Getting over it

by Seven 7 Replies latest social entertainment

  • Seven

    My favorite Jewel from "pieces of you." I finally
    found the time to practice some guitar. This one is for you William-if you're lurking.

    DON'T/Don't walk too close/Don't breathe-so soft/Don't talk so sweet/Don't sing/Don't lay-oh so near/Please, don't let me fall in love with you
    again/Please...let me forget/all those sweet smiles/all of the passion/all of the peace, the heat, the pain/all the blue skies/when your words were my freedom/Please, don't let me fall in love with you again/Too many times/I've cared too much/
    I stood on the edge/and saw that you held my hand/
    and knowing too well/I couldn't hide from those eyes/Please, don't let me fall in love with you-again.


  • Frenchy

    I'm not William, but it's very nice.

    BTW, you have a great voice!

  • Seven

    Frenchy, You are much too sweet and sensitive to be William. He couldn't write the beautiful poetry you do. I would have posted a song for you but I'm much too shy. :)


  • Frenchy

    I thank thee, fair lady for those kindly words. Ah but for all the sensitiviy thou would bestow upon me, my fair lady, methinks your heart is with William. Though he be slow of tongue and hard of heart, he hath won your fair heart and till he releases such I fear that none other shall ever attain to that most precious and intimate chamber wherein your affections lie. Your love flutters within this chamber which hath been barred and only one hath possession of the key. But hope is not lost for love is a strange and enchanting thing. Left alone in the cold darkness of lonliness it withers and dies. But as the relentless march of time passes over the cold ashes one day a spark appears and love rises from the eternal pit like the fabled phoenix and once again hope fuels the fire and passion fans the flames until once again it rages hotter than the dessert sun in summer. It bursts forth from the cold, dark chamber and emerges into the light and claims its time under the sun.
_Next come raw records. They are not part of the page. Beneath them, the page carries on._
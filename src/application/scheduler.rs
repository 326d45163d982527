use std::collections::HashMap;
use std::sync::Arc;

use tokio::sync::{watch, Mutex};
use tracing::{info, warn};

use crate::application::hybrid_strategy;
use crate::application::signal_combiner::Thresholds;
use crate::domain::market::instrument::Instrument;
use crate::domain::market::quote::MarketSnapshot;
use crate::domain::market::timeframe::Timeframe;
use crate::domain::repositories::{AnalysisStore, CandleStore};
use crate::infrastructure::event_bus::{Event, EventBus};
use crate::infrastructure::observability::Metrics;

#[derive(Debug, Clone, Copy, PartialEq, Eq)]
enum RunState {
    Idle,
    Running,
    RunningWithPending,
}

/// Per-timeframe `Idle -> Running -> Idle` state machine. A trigger that
/// arrives while a run is already in flight is coalesced into a single
/// pending re-run instead of stacking up.
struct TimeframeState {
    state: RunState,
}

/// Drives a strategy run for every tracked timeframe whenever it is
/// triggered (bar close or timer tick), loading the configured candle
/// window and persisting/publishing through the shared stores and bus.
pub struct Scheduler<C: CandleStore, A: AnalysisStore> {
    candles: Arc<C>,
    analyses: Arc<A>,
    bus: Arc<EventBus>,
    metrics: Arc<Metrics>,
    thresholds: Thresholds,
    states: Mutex<HashMap<Timeframe, TimeframeState>>,
}

impl<C: CandleStore, A: AnalysisStore> Scheduler<C, A> {
    pub fn new(candles: Arc<C>, analyses: Arc<A>, bus: Arc<EventBus>, metrics: Arc<Metrics>, thresholds: Thresholds) -> Self {
        let states = Timeframe::all()
            .into_iter()
            .map(|tf| (tf, TimeframeState { state: RunState::Idle }))
            .collect();
        Self {
            candles,
            analyses,
            bus,
            metrics,
            thresholds,
            states: Mutex::new(states),
        }
    }

    /// Listens for bar-close triggers and runs the matching timeframe.
    /// `self` is shared across the lifetime of the worker via `Arc`.
    pub async fn run(self: Arc<Self>, mut shutdown: watch::Receiver<bool>) {
        let mut sub = self.bus.subscribe(crate::infrastructure::event_bus::Topic::BarClose);
        loop {
            let event = tokio::select! {
                event = sub.recv(&self.bus) => match event {
                    Some(event) => event,
                    None => return,
                },
                _ = shutdown.changed() => {
                    info!("scheduler shutting down");
                    return;
                }
            };
            let Event::BarClose(payload) = event else { continue };
            let tf = payload.interval;
            let me = self.clone();
            let should_spawn = {
                let mut states = me.states.lock().await;
                let entry = states.entry(tf).or_insert(TimeframeState { state: RunState::Idle });
                match entry.state {
                    RunState::Idle => {
                        entry.state = RunState::Running;
                        true
                    }
                    RunState::Running => {
                        entry.state = RunState::RunningWithPending;
                        false
                    }
                    RunState::RunningWithPending => false,
                }
            };
            if should_spawn {
                tokio::spawn(async move { me.drive(tf).await });
            }
        }
    }

    /// Runs `tf`, then immediately re-runs if a trigger was coalesced while
    /// this run was in flight, until the timeframe goes fully idle.
    async fn drive(self: Arc<Self>, tf: Timeframe) {
        loop {
            self.run_once(tf).await;
            let mut states = self.states.lock().await;
            let entry = states.get_mut(&tf).expect("timeframe state initialized for every Timeframe variant");
            match entry.state {
                RunState::RunningWithPending => {
                    entry.state = RunState::Running;
                }
                _ => {
                    entry.state = RunState::Idle;
                    return;
                }
            }
        }
    }

    async fn run_once(&self, tf: Timeframe) {
        let timer = self.metrics.scheduler_run_seconds.with_label_values(&[&tf.to_string()]).start_timer();
        let window = tf.scheduler_window();

        let gram_candles = match self.candles.fetch_candles(Instrument::GramGold, tf, window, None).await {
            Ok(c) => c,
            Err(e) => {
                warn!(?tf, error = %e, "scheduler: failed to load gram candles, retrying next trigger");
                return;
            }
        };
        let ounce_usd_candles = self
            .candles
            .fetch_candles(Instrument::OunceUsd, tf, window, None)
            .await
            .unwrap_or_default();
        let usd_try_candles = self
            .candles
            .fetch_candles(Instrument::UsdTry, tf, window, None)
            .await
            .unwrap_or_default();

        let Some(latest_candle) = gram_candles.last() else {
            return;
        };
        let latest = crate::domain::market::quote::PriceQuote::new(
            chrono::DateTime::from_timestamp_millis(latest_candle.ts_close()).unwrap_or_else(chrono::Utc::now),
            latest_candle.close,
            ounce_usd_candles.last().map(|c| c.close).unwrap_or(latest_candle.close),
            usd_try_candles.last().map(|c| c.close).unwrap_or(rust_decimal_macros::dec!(32)),
            None,
        );
        let snapshot = MarketSnapshot {
            latest,
            gram_candles,
            ounce_usd_candles,
            usd_try_candles,
        };

        let (analysis, signal) = hybrid_strategy::analyze(tf, &snapshot, &self.thresholds);

        if !analysis.has_usable_data() {
            self.metrics.inc_insufficient_data(&tf.to_string(), "hybrid_strategy");
        }
        if let Err(e) = self.analyses.insert_analysis(&analysis).await {
            warn!(?tf, error = %e, "scheduler: failed to persist analysis");
        }
        if let Some(signal) = &signal {
            if let Err(e) = self.analyses.insert_signal(signal).await {
                warn!(?tf, error = %e, "scheduler: failed to persist signal");
            }
        }
        self.bus.publish(Event::AnalysisReady(analysis));
        if let Some(signal) = signal {
            self.bus.publish(Event::Signal(signal));
        }
        info!(?tf, "scheduler: run complete");

        drop(timer);
    }
}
    In this way, fair one, love is eternal. But though love be that way, alas, we are not. We be tied to time which is forever conveying us to the darkness of eternity and so tarry not too long in that dark chamber of despair and lonliness but swing open wide its door and step into the light and free your heart from its bondage and let it fly again while there is yet time. For time is fleet of foot and hastens us to where there is no light and no love.

    The French knight bows graciously and kisses the lady's hand.

  • Seven

    To the French knight-Many thanks for your thoughtful advice and understanding. I am afraid however I have been betrayed by the not so sweet
    Prince William.It has come to my attention that in
    a distant kingdom, there was also another "lady(sucker)-in-waiting." Methinks I have been used and my emotions toyed with in the cruelest possible manner. I have not given up on love. I am
    just in need of a break from the knaves and twits
    that inhabit my Kingdom(Hall).

  • Frenchy

    To Lady Seven: Well said, fair one. Everywhere about these halls there is treachery! But love hath neither wisdom nor foresight. Blindly it walks about down dark and dangerous corridors unawares of dangers that lurk in the shadows cast by the flickering, smoldering candles. I say unawares of dangers but rather still love appears to favor the danger and recklessly plunges forth insanely though certain destruction awaits it. Like the moth drawn to the fatal flame, love lunges forth and impales itself upon the lance of the uncaring. Such is the nature of love.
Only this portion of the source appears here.